Concepedia

TLDR

The study develops nanosized reduced graphene oxide sheets with high NIR absorbance and biocompatibility for photothermal therapy. Nano‑rGO sheets (~20 nm) were PEGylated for stability, exhibited six‑fold higher NIR absorption than nonreduced GO, and were functionalized with an RGD peptide to enable selective uptake and effective photoablation of U87MG cells. Without NIR irradiation, nano‑rGO was non‑toxic at high concentrations, and the work demonstrates it as a cost‑effective, highly efficient photothermal agent superior to gold nanoparticles and carbon nanotubes.

Abstract

We developed nanosized, reduced graphene oxide (nano-rGO) sheets with high near-infrared (NIR) light absorbance and biocompatibility for potential photothermal therapy. The single-layered nano-rGO sheets were ∼20 nm in average lateral dimension, functionalized noncovalently by amphiphilic PEGylated polymer chains to render stability in biological solutions and exhibited 6-fold higher NIR absorption than nonreduced, covalently PEGylated nano-GO. Attaching a targeting peptide bearing the Arg-Gly-Asp (RGD) motif to nano-rGO afforded selective cellular uptake in U87MG cancer cells and highly effective photoablation of cells in vitro.
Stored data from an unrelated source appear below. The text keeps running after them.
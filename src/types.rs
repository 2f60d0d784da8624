use std::fmt;

use serde::Serialize;
use ts_rs::TS;

/// Value kinds tracked on the assembler's operand stack.
#[derive(Debug, Clone, Copy, PartialEq, Eq, Hash, Serialize, TS)]
#[serde(rename_all = "lowercase")]
#[ts(export)]
pub enum Type {
    Any,
    Boolean,
    Number,
    String,
    Void,
}

impl Type {
    pub fn name(self) -> &'static str {
        match self {
            Type::Any => "any",
            Type::Boolean => "boolean",
            Type::Number => "number",
            Type::String => "string",
            Type::Void => "void",
        }
    }
}

impl fmt::Display for Type {
    fn fmt(&self, f: &mut fmt::Formatter<'_>) -> fmt::Result {
        f.write_str(self.name())
    }
}

/// Units whose SimVars carry a number. Matched case-sensitively.
static NUMBER_UNITS: &[&str] = &[
    // ── Distance ──
    "meters",
    "centimeters",
    "kilometers",
    "millimeters",
    "miles",
    "decimiles",
    "nautical miles",
    "feet",
    "inches",
    "yards",
    // ── Area ──
    "square inches",
    "square feet",
    "square yards",
    "square meters",
    "square centimeters",
    "square kilometers",
    "square millimeters",
    "square miles",
    // ── Volume ──
    "cubic inches",
    "cubic feet",
    "cubic yards",
    "cubic miles",
    "cubic milimeters",
    "cubic centimeters",
    "cubic meters",
    "cubic kilometers",
    "liters",
    "gallons",
    "quarts",
    // ── Temperature ──
    "kelvin",
    "rankine",
    "fahrenheit",
    "celsius",
    // ── Angle ──
    "radians",
    "rounds",
    "degrees",
    "degree latitude",
    "degree longitude",
    "grads",
    // ── Global position ──
    "degrees latitude",
    "degrees longitude",
    "meters latitude",
    // ── Angular velocity ──
    "radians per second",
    "revolutions per minute",
    "minutes per round",
    "nice minutes per round",
    "degrees per second",
    // ── Speed ──
    "meters per second",
    "meters per minute",
    "feet per second",
    "feet per minute",
    "kph",
    "knots",
    "mph",
    "machs",
    // ── Acceleration ──
    "meters per second squared",
    "g force",
    "feet per second squared",
    // ── Time ──
    "seconds",
    "minutes",
    "hours",
    "days",
    "hours over 10",
    // ── Power ──
    "watts",
    "ft lb per second",
    "horsepower",
    // ── Volume rate ──
    "meters cubed per second",
    "gallons per hour",
    "liters per hour",
    // ── Weight ──
    "kilograms",
    "geepounds",
    "pounds",
    // ── Weight rate ──
    "kilograms per second",
    "pounds per hour",
    "pounds per second",
    // ── Electrical ──
    "amps",
    "volts",
    // ── Frequency ──
    "hz",
    "khz",
    "mhz",
    // ── Density ──
    "kilograms per cubic meter",
    "slugs per cubic foot",
    "pounds per gallon",
    // ── Pressure ──
    "pascals",
    "newtons per square meter",
    "kpa",
    "kilogram force per square centimeter",
    "mmHg",
    "cmHg",
    "inHg",
    "atm",
    "psi",
    "millimeters of water",
    "bars",
    // ── Torque ──
    "newton meter",
    "foot-pounds",
    // ── Misc ──
    "part",
    "half",
    "third",
    "percent",
    "percent over 100",
    "decibels",
    "position 16k",
    "position 32k",
    "enum",
    "number",
];

/// Value type of a SimVar unit, or `None` if the unit is not recognised.
pub fn unit_type(unit: &str) -> Option<Type> {
    match unit {
        "bool" | "boolean" => Some(Type::Boolean),
        "string" => Some(Type::String),
        _ if NUMBER_UNITS.contains(&unit) => Some(Type::Number),
        _ => None,
    }
}

#[cfg(test)]
#[allow(clippy::unwrap_used)]
mod tests {
    use super::*;

    #[test]
    fn display_is_lowercase() {
        assert_eq!(Type::Number.to_string(), "number");
        assert_eq!(Type::Void.to_string(), "void");
        assert_eq!(Type::Any.to_string(), "any");
    }

    #[test]
    fn unit_lookup() {
        assert_eq!(unit_type("feet"), Some(Type::Number));
        assert_eq!(unit_type("percent over 100"), Some(Type::Number));
        assert_eq!(unit_type("mmHg"), Some(Type::Number));
        assert_eq!(unit_type("bool"), Some(Type::Boolean));
        assert_eq!(unit_type("boolean"), Some(Type::Boolean));
        assert_eq!(unit_type("string"), Some(Type::String));
        assert_eq!(unit_type("number"), Some(Type::Number));
    }

    #[test]
    fn unknown_units_are_rejected() {
        assert_eq!(unit_type("furlongs"), None);
        assert_eq!(unit_type("MMHG"), None);
        assert_eq!(unit_type(""), None);
    }
}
In the absence of any NIR irradiation, nano-rGO exhibited little toxicity in vitro at concentrations well above the doses needed for photothermal heating. This work established nano-rGO as a novel photothermal agent due to its small size, high photothermal efficiency, and low cost as compared to other NIR photothermal agents including gold nanomaterials and carbon nanotubes.